Réponse apportée en séance publique le 06/02/2024

M. le président. La parole est à M. Simon Uzenat, auteur de la question n° 1047, adressée à Mme la ministre du travail, de la santé et des solidarités.

M. Simon Uzenat. Madame la ministre, ma question porte sur l'avenir du centre hospitalier du Centre Bretagne (CHCB), dont le bassin de vie compte plus de 140 000 habitants et est classé comme désert médical.

Pour illustrer la singularité de ce territoire, nous avons coutume de dire que le Centre Bretagne est une île verte et qu'il appelle donc des moyens spécifiques. Or c'est l'inverse qui se produit ! L'espérance de vie y est plus faible qu'ailleurs, ce qui entraîne des pertes de chances pour les citoyens ruraux : nous ne pouvons pas l'accepter dans notre République garante de l'égalité.

Depuis de nombreuses années, le CHCB fait ainsi face à une pénurie de moyens, en raison notamment du fait que notre modèle de financement de l'hôpital public est à bout de souffle.

Il a également été l'un des grands oubliés des crédits d'investissement du Ségur, puisque seulement 1,5 million d'euros lui ont été accordés sur les 42 millions qui étaient demandés.

De surcroît, le CHCB rencontre des difficultés majeures en matière de recrutement de personnels soignants, ce qui a des conséquences en chaîne sur le fonctionnement des services et aboutit à leur dégradation. Toutes les composantes de l'hôpital sont touchées, de la maternité jusqu'aux établissements d'hébergement pour personnes âgées dépendantes (Ehpad), en passant par la médecine, la chirurgie et les urgences.

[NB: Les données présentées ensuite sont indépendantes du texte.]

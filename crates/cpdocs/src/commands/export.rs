//! `cpdocs export` command implementation.
//!
//! Writes a single JSON document with everything the site framework reads at
//! build start. Field names follow the framework's configuration.

use std::collections::BTreeMap;
use std::path::PathBuf;

use clap::Args;
use cpdocs_llms::LlmsTxtConfig;
use cpdocs_nav::SidebarTree;
use serde::Serialize;

use super::{CommonArgs, Site, write_json};
use crate::error::CliError;
use crate::output::Output;

/// Arguments for the export command.
#[derive(Args)]
pub(crate) struct ExportArgs {
    #[command(flatten)]
    pub common: CommonArgs,

    /// Write JSON to this file instead of stdout.
    #[arg(short, long)]
    output: Option<PathBuf>,
}

#[derive(Serialize)]
#[serde(rename_all = "camelCase")]
struct EditLink<'a> {
    base_url: &'a str,
}

#[derive(Serialize)]
#[serde(rename_all = "camelCase")]
struct SiteBundle<'a> {
    #[serde(skip_serializing_if = "Option::is_none")]
    site: Option<&'a str>,
    base: &'a str,
    title: &'a str,
    #[serde(skip_serializing_if = "Option::is_none")]
    description: Option<&'a str>,
    #[serde(skip_serializing_if = "Option::is_none")]
    logo: Option<&'a str>,
    #[serde(skip_serializing_if = "Option::is_none")]
    favicon: Option<&'a str>,
    #[serde(skip_serializing_if = "Option::is_none")]
    edit_link: Option<EditLink<'a>>,
    social: &'a BTreeMap<String, String>,
    last_updated: bool,
    default_locale: &'a str,
    locales: &'a [String],
    fallback: &'a BTreeMap<String, Vec<String>>,
    sidebar: &'a SidebarTree,
    #[serde(skip_serializing_if = "Option::is_none")]
    llms_txt: Option<&'a LlmsTxtConfig>,
}

impl<'a> SiteBundle<'a> {
    fn new(site: &'a Site, sidebar: &'a SidebarTree, llms_txt: Option<&'a LlmsTxtConfig>) -> Self {
        let meta = &site.config.site;
        let i18n = &site.config.i18n;
        Self {
            site: meta.url.as_deref(),
            base: &meta.base,
            title: &meta.title,
            description: meta.description.as_deref(),
            logo: meta.logo.as_deref(),
            favicon: meta.favicon.as_deref(),
            edit_link: meta
                .edit_link_base
                .as_deref()
                .map(|base_url| EditLink { base_url }),
            social: &meta.social,
            last_updated: meta.last_updated,
            default_locale: &i18n.default_locale,
            locales: &i18n.locales,
            fallback: &i18n.fallback,
            sidebar,
            llms_txt,
        }
    }
}

impl ExportArgs {
    /// Execute the export command.
    ///
    /// # Errors
    ///
    /// Returns an error if any part of the configuration fails to load.
    pub(crate) fn execute(self) -> Result<(), CliError> {
        let output = Output::new();
        let site = Site::load(&self.common)?;

        let sidebar = site.sidebar(None)?;
        let llms_txt = site.llms_txt()?;
        let bundle = SiteBundle::new(&site, &sidebar, llms_txt.as_ref());

        write_json(&serde_json::to_string_pretty(&bundle)?, self.output.as_deref())?;

        if let Some(path) = &self.output {
            output.success(&format!("Site configuration written to {}", path.display()));
        }
        Ok(())
    }
}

Si son objectif initial pouvait apparaître louable, la loi Rist a amplifié le phénomène en réduisant considérablement le vivier des intérimaires, lesquels représentaient 40 % des médecins - jusqu'à 70 % de ces derniers aux urgences du CHCB.

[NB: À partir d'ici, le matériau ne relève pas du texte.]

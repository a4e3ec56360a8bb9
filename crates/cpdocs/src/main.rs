//! cpdocs CLI - Classpad documentation site tooling.
//!
//! Provides commands for:
//! - `check`: Validate configuration, label dictionaries and the sidebar
//! - `sidebar`: Print the resolved sidebar as JSON
//! - `llms-txt`: Print the llms.txt plugin options or the page selection
//! - `export`: Print everything the site framework needs in one document

mod commands;
mod error;
mod output;

use clap::{Parser, Subcommand};
use tracing_subscriber::EnvFilter;

use commands::{CheckArgs, ExportArgs, LlmsTxtArgs, SidebarArgs};
use output::Output;

/// cpdocs - Classpad documentation site tooling.
#[derive(Parser)]
#[command(name = "cpdocs", version, about)]
struct Cli {
    #[command(subcommand)]
    command: Commands,
}

#[derive(Subcommand)]
enum Commands {
    /// Validate the site configuration, navigation labels and sidebar.
    Check(CheckArgs),
    /// Print the resolved sidebar tree.
    Sidebar(SidebarArgs),
    /// Print the llms.txt plugin options.
    LlmsTxt(LlmsTxtArgs),
    /// Print the full site configuration bundle.
    Export(ExportArgs),
}

impl Commands {
    fn verbose(&self) -> bool {
        match self {
            Self::Check(args) => args.common.verbose,
            Self::Sidebar(args) => args.common.verbose,
            Self::LlmsTxt(args) => args.common.verbose,
            Self::Export(args) => args.common.verbose,
        }
    }
}

fn main() {
    let cli = Cli::parse();
    let output = Output::new();

    // --verbose enables INFO level, otherwise use RUST_LOG or default to WARN
    let filter = if cli.command.verbose() {
        EnvFilter::new("info")
    } else {
        EnvFilter::from_default_env()
    };
    tracing_subscriber::fmt()
        .with_env_filter(filter)
        .with_writer(std::io::stderr)
        .init();

    let result = match cli.command {
        Commands::Check(args) => args.execute(),
        Commands::Sidebar(args) => args.execute(),
        Commands::LlmsTxt(args) => args.execute(),
        Commands::Export(args) => args.execute(),
    };

    if let Err(err) = result {
        output.error(&format!("Error: {err}"));
        std::process::exit(1);
    }
}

Le centre hospitalier est aujourd'hui en péril et la mobilisation est générale, à l'échelon local, pour garantir la qualité et la continuité du service public de santé en Centre Bretagne.

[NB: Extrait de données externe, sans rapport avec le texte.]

//! Page selection and ordering for generated llms.txt files.
//!
//! Given the locale-qualified ids of all content pages, [`ExportPlan`]
//! computes which pages land in each output:
//!
//! - `llms-full.txt`: every page, promoted pages first
//! - `llms-small.txt`: the same order without excluded pages
//! - one file per custom set: pages matching any of the set's globs
//!
//! Globs follow the plugin's matcher: `*` stays within one path segment,
//! `**` crosses segments, and `dir/**` also matches the `dir` page itself
//! (an index page collapsed onto its directory). So `en/python/**` matches
//! `en/python`, `en/python/introduction.md` and `en/python/examples/hello`,
//! but not `en/reference/os/index.md`.

use glob::{MatchOptions, Pattern};
use serde::Serialize;

use crate::config::compile;
use crate::{LlmsError, LlmsTxtConfig};

const MATCH_OPTIONS: MatchOptions = MatchOptions {
    case_sensitive: true,
    require_literal_separator: true,
    require_literal_leading_dot: false,
};

/// One compiled glob.
#[derive(Clone, Debug)]
struct PageGlob {
    pattern: Pattern,
    /// For `dir/**`, the `dir` pattern.
    directory: Option<Pattern>,
}

impl PageGlob {
    fn new(glob: &str) -> Result<Self, LlmsError> {
        let directory = glob
            .strip_suffix("/**")
            .filter(|dir| !dir.is_empty())
            .map(compile)
            .transpose()?;
        Ok(Self {
            pattern: compile(glob)?,
            directory,
        })
    }

    fn matches(&self, page: &str) -> bool {
        self.pattern.matches_with(page, MATCH_OPTIONS)
            || self
                .directory
                .as_ref()
                .is_some_and(|dir| dir.matches_with(page, MATCH_OPTIONS))
    }
}

/// A compiled list of globs.
#[derive(Clone, Debug, Default)]
pub struct PathMatcher {
    globs: Vec<PageGlob>,
}

impl PathMatcher {
    /// Compile every glob.
    ///
    /// # Errors
    ///
    /// Returns [`LlmsError::Pattern`] for the first glob that does not compile.
    pub fn new<S: AsRef<str>>(globs: &[S]) -> Result<Self, LlmsError> {
        let globs = globs
            .iter()
            .map(|g| PageGlob::new(g.as_ref()))
            .collect::<Result<_, _>>()?;
        Ok(Self { globs })
    }

    /// Check whether any glob matches `page`.
    #[must_use]
    pub fn matches(&self, page: &str) -> bool {
        self.first_match(page).is_some()
    }

    /// Index of the first glob matching `page`.
    #[must_use]
    pub fn first_match(&self, page: &str) -> Option<usize> {
        self.globs.iter().position(|g| g.matches(page))
    }
}

/// Pages of one custom set.
#[derive(Clone, Debug, PartialEq, Eq, Serialize)]
pub struct SetPlan {
    pub label: String,
    /// Output file relative to the site root.
    pub file: String,
    pub pages: Vec<String>,
}

/// Pages selected for each generated file, in output order.
#[derive(Clone, Debug, PartialEq, Eq, Serialize)]
pub struct ExportPlan {
    /// Pages of `llms-full.txt`.
    pub full: Vec<String>,
    /// Pages of `llms-small.txt`.
    pub small: Vec<String>,
    /// Pages of each custom set, in declaration order.
    pub sets: Vec<SetPlan>,
}

impl ExportPlan {
    /// Compute the plan for `pages`, given in their natural order.
    ///
    /// Pages matching a `promote` glob move to the front, ordered by the
    /// first glob they match; all other pages keep their relative order.
    ///
    /// # Errors
    ///
    /// Returns [`LlmsError::Pattern`] if any glob does not compile.
    pub fn build<I, S>(config: &LlmsTxtConfig, pages: I) -> Result<Self, LlmsError>
    where
        I: IntoIterator<Item = S>,
        S: Into<String>,
    {
        let promote = PathMatcher::new(&config.promote)?;
        let exclude = PathMatcher::new(&config.exclude)?;

        let mut full: Vec<String> = pages.into_iter().map(Into::into).collect();
        // Stable: unpromoted pages share the last rank and keep their order.
        full.sort_by_key(|page| promote.first_match(page).unwrap_or(usize::MAX));

        let small = full
            .iter()
            .filter(|page| !exclude.matches(page))
            .cloned()
            .collect();

        let sets = config
            .custom_sets
            .iter()
            .map(|set| -> Result<SetPlan, LlmsError> {
                let matcher = PathMatcher::new(&set.paths)?;
                let pages: Vec<String> = full
                    .iter()
                    .filter(|page| matcher.matches(page))
                    .cloned()
                    .collect();
                if pages.is_empty() {
                    tracing::warn!(set = %set.label, "Custom set matches no pages");
                }
                Ok(SetPlan {
                    label: set.label.clone(),
                    file: set.output_file(),
                    pages,
                })
            })
            .collect::<Result<_, _>>()?;

        Ok(Self { full, small, sets })
    }
}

Il convient, une nouvelle fois, de souligner l'engagement sans faille et le dévouement incroyable des équipes de direction, des soignants et des praticiens hospitaliers, qui portent le CHCB à bout de bras.

Madame la ministre, au regard de la gravité de la situation, quels moyens humains et financiers spécifiques l'État compte-t-il déployer dans les plus brefs délais pour permettre à chacun de naître, de bien vivre et de bien vieillir en Centre-Bretagne ?

M. le président. La parole est à Mme la ministre déléguée.

Mme Aurore Bergé, ministre déléguée auprès du Premier ministre, chargée de l'égalité entre les femmes et les hommes et de la lutte contre les discriminations. Monsieur le sénateur, vous m'interrogez sur l'accès aux soins, enjeu qui se pose dans votre territoire comme partout en France. Il s'agit, je le crois, de l'une des premières préoccupations des Français, si ce n'est parfois la première. Vous soulevez également la question de la force de notre hôpital public, qui constitue souvent le premier accès aux soins, ou qui en est, en tout cas, l'une des premières portes d'entrée pour de nombreux Français.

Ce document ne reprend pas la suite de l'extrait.